Pomp and Circumstance:

"An ostentatious display of ceremonial grandeur."

"Histrionics, blatancy, fuss, ostentation, formality, bravado, bravura, showmanship, grandiosity, flamboyance, boastfulness, dramatics, flourish, flashiness, splendor, parade, swaggar, splashiness, garishness, dash, opulence, gaudiness, pomposity, pomp, flagrancy, pageantry, showiness, affectedness, grandiloquence, shamelessness, jauntiness, sensationalism, snazziness, exhibitionism, ornateness, vanity, rakishness."

The definitions above are (respectively) from www.phrases.org.uk and www.synonymfor.com. The quoted definition below, (with some liberties) is from www.dictionary.com.

Magic:

"Allurement, augury, bewitchment, conjury, enchantment, fascination, illusion, magnetism, power, sleight of hand, sorcery, sortilege, trickery, artifice, deceit, distraction, duplicity, pretense, treachery."

Superficial:

Lacking depth; lacking substance; lacking follow-through; ignorant; frivolous; out of touch with reality; cheap.

Cheap Magic:

Pomp and Circumstance.

The relevant irrelevance above, (though irrelevant), is relevant to today's newsmakers and their headlines. Our leaders today apear to care more for news-grabbing action than they do for carefully considered progress. We need more think and less do. We need more verbalogistic conversation and less rapid-fire verbowellistic horseshit.

These last few weeks I have had less time to think because I have had more to do. It has shown in my written thought. I believe thinking is at least as important as doing and maybe, (depending upon the circumstance), somewhat more important. I also believe that there must be some balance. Looking around, it appears we have lost our balance. There are some days in which this loss of balance feels less like an unsteady, slightly drunken stagger and more like out-of-control merry-go-round-inducing vertiginous bouts of eye-popping nausea. However, I would contend that we have always suffered splashy, showy, shameless tyrants, but it is only of late that some of the worst of these pompous know-it-alls have risen (temporarily) to greater heights thus gaining a (temporary) modicum of legitimacy.

As further evidence for my contention that tyrannical showmanship is fairly commonplace, today, sitting in a coffee shop, I was subjected to a nearby young woman's blatherings about the (self) important influence she is exercising at a new job, while (for an hour) her table mate barely spoke. Today I was subjected to a large garish pickup truck with very loud mufflers accelarating unneccesarily for a period of 5 to 7 seconds and 10 to 20 yards. Today I blatantly boasted to a colleague; I won't say about what, because that would only compound the bravado. These are all minor and relatively harmless histrionics; but examples of dramatic swaggar, nonetheless.

I believe, (though my wandering words profess otherwise), that there is a connective thread. It begins with choice of action as described below.

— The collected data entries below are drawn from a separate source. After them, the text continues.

//! Chatbot orchestration scenarios, driven by the scripted completion
//! driver: committed replies, tool spawning and result injection, session
//! state across turns, and cancellation.

use std::sync::Arc;
use std::time::Duration;

use async_trait::async_trait;
use futures_util::{pin_mut, StreamExt};
use serde_json::{json, Value};

use confab_core::config::ConfabConfig;
use confab_core::{BotId, ProcessId, ProcessUri, RequestId, ThreadUri, UserId, Workspace};
use confab_kv::KvStore;
use confab_llm::scripted::{ScriptedCompletion, ScriptedDriver};
use confab_llm::{
    CompletionArgs, CompletionDriver, LlmCallback, LlmHistory, LlmState, ModelInfo,
    NativeCompletion, XmlSection,
};
use confab_process::{
    send_update, ProcessResult, RequestContext, ToolDefinition, ToolsProvider, WorkspaceContext,
};
use confab_threads::{BotMessagePart, ThreadMessage, ThreadService};
use confab_workspace::{
    bot_acquire, ChatbotArguments, ChatbotProcess, ClientReplyService, LlmService, ReplyStatus,
    RequestInfo, WorkspaceRegistry, WorkspaceRequest, WorkspaceResponse, WorkspaceStore,
};

fn workspace() -> Workspace {
    "ndw://internal/default-unit-test".parse().unwrap()
}

fn thread_uri() -> ThreadUri {
    "nkt://internal/default-unit-test/thread-9e7xc0000123456789abcdef"
        .parse()
        .unwrap()
}

fn bot_id() -> BotId {
    BotId::new("helper").unwrap()
}

fn client_tools() -> Vec<ToolDefinition> {
    ["generate_image", "read_docs", "web_search"]
        .into_iter()
        .map(|name| ToolDefinition {
            name: name.parse().unwrap(),
            description: format!("The {name} tool."),
            arguments_schema: json!({"type": "object"}),
        })
        .collect()
}

async fn seed_user_message(kv: &KvStore, text: &str) {
    let threads = ThreadService::new(workspace(), kv.clone());
    threads
        .push_message(&thread_uri(), ThreadMessage::user(UserId::generate(), text))
        .await
        .unwrap();
}

async fn start_server(
    kv: &KvStore,
    driver: Arc<dyn CompletionDriver>,
) -> (Arc<WorkspaceRegistry>, WorkspaceStore) {
    let llm = LlmService::with_driver(ConfabConfig::default(), driver);
    let registry = WorkspaceRegistry::with_llm(llm);
    registry
        .try_acquire(kv, &workspace())
        .await
        .unwrap()
        .expect("lock acquired");
    (registry.clone(), registry.store(kv, &workspace()))
}

fn chatbot_spawn(process_id: ProcessId) -> WorkspaceRequest {
    WorkspaceRequest::ChatbotSpawn {
        workspace: workspace(),
        request: RequestInfo::new(None),
        bot_id: bot_id(),
        persona: None,
        threads: vec![thread_uri()],
        tools: client_tools(),
        process_id: Some(process_id),
        recv_timeout: 1,
        timestamp: chrono::Utc::now(),
    }
}

/// Drain a chatbot response stream, returning the final committed reply.
async fn drive_to_done(
    store: &WorkspaceStore,
    request: WorkspaceRequest,
) -> Vec<BotMessagePart> {
    let stream = store.send_request(request, 1);
    pin_mut!(stream);

    let mut last_done: Option<Vec<BotMessagePart>> = None;
    loop {
        let next = tokio::time::timeout(Duration::from_secs(30), stream.next()).await;
        match next.expect("response stream stalled") {
            Some(item) => {
                if let WorkspaceResponse::Reply { status, reply, .. } =
                    item.expect("stream error")
                {
                    if status == ReplyStatus::Done {
                        last_done = Some(reply);
                    }
                }
            }
            None => break,
        }
    }
    last_done.expect("no done reply")
}

#[tokio::test]
async fn s3_plain_answer_commits_one_text_and_no_tools() {
    let kv = KvStore::memory();
    let driver = Arc::new(ScriptedDriver::new(vec![ScriptedCompletion::text("boop")]));
    let (_registry, store) = start_server(&kv, driver).await;
    seed_user_message(&kv, "Answer with 'boop' and nothing else.").await;

    let reply = drive_to_done(&store, chatbot_spawn(ProcessId::generate())).await;

    let texts: Vec<&BotMessagePart> = reply
        .iter()
        .filter(|part| matches!(part, BotMessagePart::Text { .. }))
        .collect();
    assert_eq!(texts.len(), 1);
    let BotMessagePart::Text { text, .. } = texts[0] else {
        unreachable!();
    };
    assert!(text.to_lowercase().starts_with("boop"));
    assert!(!reply
        .iter()
        .any(|part| matches!(part, BotMessagePart::Tool { .. })));
}
//! Time-ordered base36 identifiers.
//!
//! Generated ids sort lexicographically in creation order: the first six
//! characters encode whole seconds since the Confab epoch, the rest is random.

use chrono::{DateTime, Utc};
use rand::Rng;
use sha2::{Digest, Sha256};

/// Lowercase alphanumeric characters in ASCII order, so that int-encoded ids
/// compare the same way as the integers they encode.
pub const BASE36_CHARS: &[u8; 36] = b"0123456789abcdefghijklmnopqrstuvwxyz";

/// Time-ordered ids count seconds from January 1st 2007 00:00:00 UTC.
///
/// Six base36 characters hold seconds from this epoch until 2075.
pub const CONFAB_EPOCH: i64 = 1_167_609_600;

const TIME_CHARS: usize = 6;

/// Generate a time-ordered id: 6 chars of timestamp followed by random chars.
///
/// `num_chars` must be at least 6. Pass `None` to use the current time.
pub fn unique_id_from_datetime(timestamp: Option<DateTime<Utc>>, num_chars: usize) -> String {
    assert!(num_chars >= TIME_CHARS);
    let now = timestamp.unwrap_or_else(Utc::now);
    let secs = (now.timestamp() - CONFAB_EPOCH).max(0) as u64;
    let mut id = unique_id_from_int(secs, TIME_CHARS);
    id.push_str(&unique_id_random(num_chars - TIME_CHARS));
    id
}

/// Generate `num_chars` random base36 characters.
pub fn unique_id_random(num_chars: usize) -> String {
    let mut rng = rand::thread_rng();
    (0..num_chars)
        .map(|_| BASE36_CHARS[rng.gen_range(0..BASE36_CHARS.len())] as char)
        .collect()
}

/// Derive a deterministic base36 id from the SHA-256 hash of a value.
///
/// Used for ids that must be stable across replicas (channel workspaces,
/// conversation threads). `num_chars` is capped at 44.
pub fn unique_id_from_str(value: &str, num_chars: usize, salt: Option<&str>) -> String {
    assert!(num_chars <= 44);
    let salted = match salt {
        Some(salt) => format!("{salt}:{value}"),
        None => value.to_string(),
    };
    let digest = Sha256::digest(salted.as_bytes());

    use base64::Engine as _;
    let encoded = base64::engine::general_purpose::STANDARD.encode(digest);
    let alphanum: String = encoded
        .to_lowercase()
        .chars()
        .map(|c| match c {
            '+' => 'a',
            '/' => 'b',
            '=' => '0',
            other => other,
        })
        .collect();
    alphanum[..num_chars].to_string()
}

/// Convert an integer to a fixed-length base36 string (most significant first).
pub fn unique_id_from_int(mut value: u64, num_chars: usize) -> String {
    let base = BASE36_CHARS.len() as u64;
    let mut digits: Vec<u8> = Vec::new();

    while value > 0 {
        digits.push(BASE36_CHARS[(value % base) as usize]);
        value /= base;
    }
    while digits.len() < num_chars {
        digits.push(b'0');
    }

    digits.reverse();
    digits.truncate(num_chars);
    String::from_utf8(digits).expect("base36 output is ascii")
}

#[cfg(test)]
mod tests {
    use super::*;
    use chrono::TimeZone;

    #[test]
    fn int_encoding_is_fixed_length_and_ordered() {
        assert_eq!(unique_id_from_int(0, 6), "000000");
        assert_eq!(unique_id_from_int(35, 6), "00000z");
        assert_eq!(unique_id_from_int(36, 6), "000010");
        assert!(unique_id_from_int(1000, 6) < unique_id_from_int(1001, 6));
    }

    #[test]
    fn datetime_ids_sort_by_time() {
        let early = Utc.with_ymd_and_hms(2024, 1, 1, 0, 0, 0).unwrap();
        let late = Utc.with_ymd_and_hms(2025, 6, 1, 0, 0, 0).unwrap();
        let a = unique_id_from_datetime(Some(early), 24);
        let b = unique_id_from_datetime(Some(late), 24);
        assert_eq!(a.len(), 24);
        assert!(a[..6] < b[..6]);
    }

    #[test]
    fn known_epoch_mapping() {
        // January 1st 2025 00:00:00 UTC maps to "9e7xc0".
        let dt = Utc.with_ymd_and_hms(2025, 1, 1, 0, 0, 0).unwrap();
        let id = unique_id_from_datetime(Some(dt), 6);
        assert_eq!(id, "9e7xc0");
    }

    #[test]
    fn hash_ids_are_deterministic() {
        let a = unique_id_from_str("hello", 36, Some("salt"));
        let b = unique_id_from_str("hello", 36, Some("salt"));
        let c = unique_id_from_str("hello", 36, Some("other"));
        assert_eq!(a, b);
        assert_ne!(a, c);
        assert_eq!(a.len(), 36);
        assert!(a.chars().all(|c| c.is_ascii_lowercase() || c.is_ascii_digit()));
    }
}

Level 1 Action: Pomp and Circumstance.

Level 2 Action: preceded by verbalogistic conversation and resulting in beneficial productivity.

I believe "verbalogistic" (though not a word) is self explanatory.

In these last few weeks, I have found that in "less-think-more-do" mode some Pomp and Circumstance is unavoidable; and I have (re)discovered that I enjoy some amount of flourish. But, ostentatious ceremony is nowhere near the same zip code as reality. Reality is (at best) relatively unexciting and (at worst) involves pain, whereas flamboyant grandeur is an anesthetic upper. I understand the allure but I believe---(I very, very strongly believe)---that a sense of reality is far, far more important than the sense of entitlement that often encourages and then reinforces Level 1 Action.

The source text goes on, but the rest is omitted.